With around 300 deer farmers signed up to the NZ Farm Assurance Programmes (NZFAP), around 30 accredited to NZFAP Plus, “and many more in the process of signing up,” these “are a very good framework for an IFP and are useful building blocks,” explains Ladley.

DINZ’s proposed modular approach will help, “deer farmers build an IFP based on what they’ve already done and take on the work in bite-sized chunks.”

Looking ahead at deer genetics

Another area within Ladley’s remit is ensuring deer farmers have the best genetic tools and resources available for breeders and commercial farmers, he explained.

“Significant work has been undertaken over the past year, some of which will be introduced in coming months,” he said.

Richard Hilson diving into velvet genetics with one of the groups during the workshop.

Delegates taking part in the Genetics for Profit – 2024 Breeding Values (BVs) and Indices workshops at conference learned about the BVs and indices from DeerSelect manager Sharon McIntyre, while vet Richard Hilson looked at velvet genetics and First Light’s Matt Gibson at venison genetics.

Most significant was the work done on cross-breed evaluation, Ladley explained. However, technical difficulties meant a decision was made to remain with in-breed evaluations. “However, all is not lost, because we have some new cross-breed data to work with.”
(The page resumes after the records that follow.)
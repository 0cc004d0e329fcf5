use axum::{
    http::StatusCode,
    response::{IntoResponse, Response},
    Json,
};
use serde::{Deserialize, Serialize};

#[derive(Debug, Serialize, Deserialize)]
pub struct ApiResponse<T> {
    pub success: bool,
    pub data: Option<T>,
    pub error: Option<ApiError>,
    pub timestamp: chrono::DateTime<chrono::Utc>,
}

#[derive(Debug, Serialize, Deserialize)]
pub struct ApiError {
    pub code: String,
    pub message: String,
}

impl<T> ApiResponse<T> {
    pub fn success(data: T) -> Self {
        Self {
            success: true,
            data: Some(data),
            error: None,
            timestamp: chrono::Utc::now(),
        }
    }

    pub fn error(code: impl Into<String>, message: impl Into<String>) -> ApiResponse<()> {
        ApiResponse {
            success: false,
            data: None,
            error: Some(ApiError {
                code: code.into(),
                message: message.into(),
            }),
            timestamp: chrono::Utc::now(),
        }
    }
}

// API-facing error type; internal errors map onto it at the handler
// boundary
#[derive(Debug)]
pub enum AppError {
    BadRequest(String),
    NotFound(String),
    Conflict(String),
    InternalServerError(String),
}

impl AppError {
    pub fn status_code(&self) -> StatusCode {
        match self {
            AppError::BadRequest(_) => StatusCode::BAD_REQUEST,
            AppError::NotFound(_) => StatusCode::NOT_FOUND,
            AppError::Conflict(_) => StatusCode::CONFLICT,
            AppError::InternalServerError(_) => StatusCode::INTERNAL_SERVER_ERROR,
        }
    }

    pub fn error_code(&self) -> &'static str {
        match self {
            AppError::BadRequest(_) => "BAD_REQUEST",
            AppError::NotFound(_) => "NOT_FOUND",
            AppError::Conflict(_) => "CONFLICT",
            AppError::InternalServerError(_) => "INTERNAL_SERVER_ERROR",
        }
    }

    pub fn message(&self) -> String {
        match self {
            AppError::BadRequest(msg)
            | AppError::NotFound(msg)
            | AppError::Conflict(msg)
            | AppError::InternalServerError(msg) => msg.clone(),
        }
    }

    pub fn bad_request(msg: impl Into<String>) -> Self {
        Self::BadRequest(msg.into())
    }

    pub fn not_found(resource: impl Into<String>) -> Self {
        Self::NotFound(format!("{} not found", resource.into()))
    }

    pub fn conflict(msg: impl Into<String>) -> Self {
        Self::Conflict(msg.into())
    }

    pub fn internal(msg: impl Into<String>) -> Self {
        Self::InternalServerError(msg.into())
    }
}

impl IntoResponse for AppError {
    fn into_response(self) -> Response {
        let status = self.status_code();
        let body = ApiResponse::<()>::error(self.error_code(), self.message());
        (status, Json(body)).into_response()
    }
}

impl From<crate::utils::error::AppError> for AppError {
    fn from(err: crate::utils::error::AppError) -> Self {
        use crate::utils::error::AppError as Core;
        match err {
            Core::Validation(msg) => AppError::BadRequest(msg),
            Core::NotFound { resource } => AppError::NotFound(format!("{resource} not found")),
            other => AppError::InternalServerError(other.to_string()),
        }
    }
}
That includes new BVs for fertility, an updated meat module based on carcase data, and “some updated economic values and new indices and sub-indices as well.”

The current Sheep Improvement Limited (SIL) system the DeerSelect data is based on will change to nProve in the near future, which breeders were able to have a sneak peak at during conference.

“nProve is a more accessible and interactive system and will allow breeders to work with their own data whenever required,” said Ladley.

Other exciting work is happening with AgResearch around genomic-informed evaluation, said Ladley. This is making more use of the genotype information for breeders who do DNA parentage and increasing the accuracy of BVs. Genomic BVs are also “necessary if we are to have methane BVs in the future.”

Other areas of support for farmers from Ladley’s team are around Advance Parties (Sara Elmes), Johne’s Disease monitoring (Kathie Goodwin-Ray) and the industry’s quality assurance programmes, especially the NZ Farm Assurance Programme and National Velvet Standards Body (NVSB)’s velvet removal programme and VelTrak.